Value Chain; Sustainability One way the value chain can be helpful is to provide a basis for a company to determine the full cost of its product or service, over the entire value chain. Often companies tend to focus only on manufacturing costs and ignore the upstream (design and testing, etc.) and downstream (marketing, distribution, etc.) costs of the product or service. Full value-chain analysis of this type is useful to the consumer as well as the manufacturer. For example, a product might be inexpensive to buy, but the operating costs may be higher than expected. Lockhart et al. ( Strategic Finance, January 2011) illustrate this example with the case of a company, CleanTech, which provides a cleaning service to owners of large storage tanks that often contain hazardous liquids such as fuel oil or toxic chemicals.
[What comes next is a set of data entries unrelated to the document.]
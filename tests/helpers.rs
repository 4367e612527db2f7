//! Test helper utilities for building synthetic capture files
#![allow(dead_code)]

use std::io::Write;
use std::path::PathBuf;

use flate2::Compression;
use flate2::write::DeflateEncoder;
use prost::Message;
use specobs::proto::{
    Config, DateTime, EndToEndConfiguration, RawIqFile, RfSensorConfiguration, ScanFile,
    SpectralIqData, SpectralPsdData,
};

/// Build one PSD block over `[start_hz, stop_hz]`
///
/// # Arguments
/// * `kind` - Reading kind code (0 = Average, 1 = Minimum, 2 = Maximum, ...)
/// * `minutes` - Timestamp in minutes since the Unix epoch
/// * `points` - Q-format magnitudes, one per bin
pub fn psd_block(
    kind: i32,
    start_hz: f64,
    stop_hz: f64,
    minutes: i64,
    points: &[i32],
) -> SpectralPsdData {
    SpectralPsdData {
        time_stamp: Some(DateTime {
            value: minutes,
            scale: 2,
        }),
        start_frequency_hz: start_hz,
        stop_frequency_hz: stop_hz,
        reading_kind: kind,
        nmea_gpgga_location: "$GPGGA,000000.00,4740.0000,N,12207.0000,W".to_string(),
        output_data_points: points.to_vec(),
    }
}

/// Build one IQ snapshot timestamped in ticks (100 ns)
pub fn iq_block(ticks: i64, center_hz: f64, points: &[i32]) -> SpectralIqData {
    SpectralIqData {
        time_stamp: Some(DateTime { value: ticks, scale: 5 }),
        start_frequency_hz: center_hz - 1e6,
        stop_frequency_hz: center_hz + 1e6,
        center_frequency_hz: Some(center_hz),
        nmea_gpgga_location: String::new(),
        data_points: points.to_vec(),
    }
}

/// A station configuration with one RF sensor
pub fn station_config() -> Config {
    Config {
        station_name: "Test Station".to_string(),
        hardware_configuration: "Radio: USRP\\r\\nAntenna:\\tDiscone".to_string(),
        end_to_end_configuration: Some(EndToEndConfiguration {
            rf_sensor_configurations: vec![RfSensorConfiguration {
                gain: 30.0,
                antenna_port: "RX2".to_string(),
                scan_pattern: "Full".to_string(),
                effective_sampling_rate_hz: 20e6,
                samples_per_snapshot: 1024,
                additional_tune_delay: 0,
            }],
        }),
    }
}

/// The reference scan: Average `[-6400, -32768, 0]`, Minimum `[-6400; 3]`,
/// Maximum `[0; 3]`, all over 100-101 MHz
pub fn reference_scan() -> ScanFile {
    ScanFile {
        config: Some(station_config()),
        spectral_psd_data: vec![
            psd_block(0, 100e6, 101e6, 24_846_120, &[-6400, -32768, 0]),
            psd_block(1, 100e6, 101e6, 24_846_121, &[-6400, -6400, -6400]),
            psd_block(2, 100e6, 101e6, 24_846_122, &[0, 0, 0]),
        ],
    }
}

pub fn encode_scan(file: &ScanFile) -> Vec<u8> {
    file.encode_to_vec()
}

pub fn encode_raw_iq(file: &RawIqFile) -> Vec<u8> {
    file.encode_to_vec()
}

/// Raw deflate (no zlib header), as stations store compressed captures
pub fn deflate(bytes: &[u8]) -> Vec<u8> {
    let mut encoder = DeflateEncoder::new(Vec::new(), Compression::default());
    encoder.write_all(bytes).expect("Failed to deflate");
    encoder.finish().expect("Failed to finish deflate stream")
}

/// Write `bytes` to a fresh file under the system temp directory
///
/// # Arguments
/// * `name` - File name, made unique per process
pub fn write_temp(name: &str, bytes: &[u8]) -> PathBuf {
    let dir = std::env::temp_dir().join(format!("specobs-test-{}", std::process::id()));
    std::fs::create_dir_all(&dir).expect("Failed to create temp dir");
    let path = dir.join(name);
    std::fs::write(&path, bytes).expect("Failed to write test file");
    path
}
CleanTech is considering the purchase of a new system for cleaning tanks that is somewhat more expensive than its current equipment, but one which could reduce both operating costs and the amount of environmentally harmful waste product that must be disposed of after the cleaning process is complete.
1. What is the role of the value chain in CleanTech's purchase decision
2. In its analysis, how should CleanTech include the disposal of the environmentally harmful waste product
3. Consider how CleanTech might use a balanced scorecard with a sustainability perspective and what the measures in this sustainability scorecard might include. Give two or three examples of possible sustainability measures.